**TASK TO COMPLETE:**
Look through the records below for the line with "fail validation, contain". Return that line and each one after it up to and including the line with "config.validate()?;", exactly.

****************

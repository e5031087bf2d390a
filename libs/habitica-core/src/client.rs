//! HTTP client for the Habitica v3 API

use crate::config::{HabiticaConfig, CLIENT_ID};
use crate::error::Result;
use crate::models::ApiResponse;
use reqwest::header::{HeaderMap, HeaderValue};
use tracing::{debug, error};

/// Client for the two read-only Habitica endpoints used by the export
///
/// Each fetch issues exactly one GET request, bounded by the configured
/// timeout. Transport failures (network errors, timeouts, non-2xx
/// statuses, undecodable bodies) are caught here: the fetch logs the
/// underlying error and returns `None` instead of propagating a fault.
/// A payload that decodes but carries `success == false` is returned
/// as-is for the caller to handle separately.
pub struct HabiticaClient {
    http: reqwest::Client,
    base_url: String,
}

impl HabiticaClient {
    /// Build a client from the given configuration
    ///
    /// # Errors
    /// Returns an error if the credentials fail validation, contain
    /// characters not representable in an HTTP header, or if the
    /// underlying HTTP client cannot be constructed.
    pub fn new(config: &HabiticaConfig) -> Result<Self> {
        config.validate()?;

        let mut headers = HeaderMap::new();
        headers.insert("x-api-user", header_value(&config.user_id)?);
        headers.insert("x-api-key", header_value(&config.api_token)?);
        headers.insert("x-client", HeaderValue::from_static(CLIENT_ID));

        let http = reqwest::Client::builder()
            .timeout(config.timeout)
            .default_headers(headers)
            .build()?;

        Ok(Self {
            http,
            base_url: config.base_url.trim_end_matches('/').to_string(),
        })
    }

    /// Fetch all tasks for the user
    ///
    /// Returns `None` on any transport failure, after logging it.
    pub async fn fetch_tasks(&self) -> Option<ApiResponse> {
        match self.get_json("/tasks/user").await {
            Ok(response) => Some(response),
            Err(e) => {
                error!(error = %e, "failed to fetch tasks");
                None
            }
        }
    }

    /// Fetch the user profile, including stats and achievements
    ///
    /// Returns `None` on any transport failure, after logging it.
    pub async fn fetch_user_profile(&self) -> Option<ApiResponse> {
        match self.get_json("/user").await {
            Ok(response) => Some(response),
            Err(e) => {
                error!(error = %e, "failed to fetch user profile");
                None
            }
        }
    }

    async fn get_json(&self, path: &str) -> Result<ApiResponse> {
        let url = format!("{}{}", self.base_url, path);
        debug!(url = %url, "issuing GET request");
        let response = self.http.get(&url).send().await?.error_for_status()?;
        Ok(response.json::<ApiResponse>().await?)
    }
}

fn header_value(value: &str) -> Result<HeaderValue> {
    HeaderValue::from_str(value).map_err(|_| {
        crate::error::HabiticaError::configuration("credential is not a valid header value")
    })
}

****************

**RESULT:**
    /// Returns an error if the credentials fail validation, contain
    /// characters not representable in an HTTP header, or if the
    /// underlying HTTP client cannot be constructed.
    pub fn new(config: &HabiticaConfig) -> Result<Self> {
        config.validate()?;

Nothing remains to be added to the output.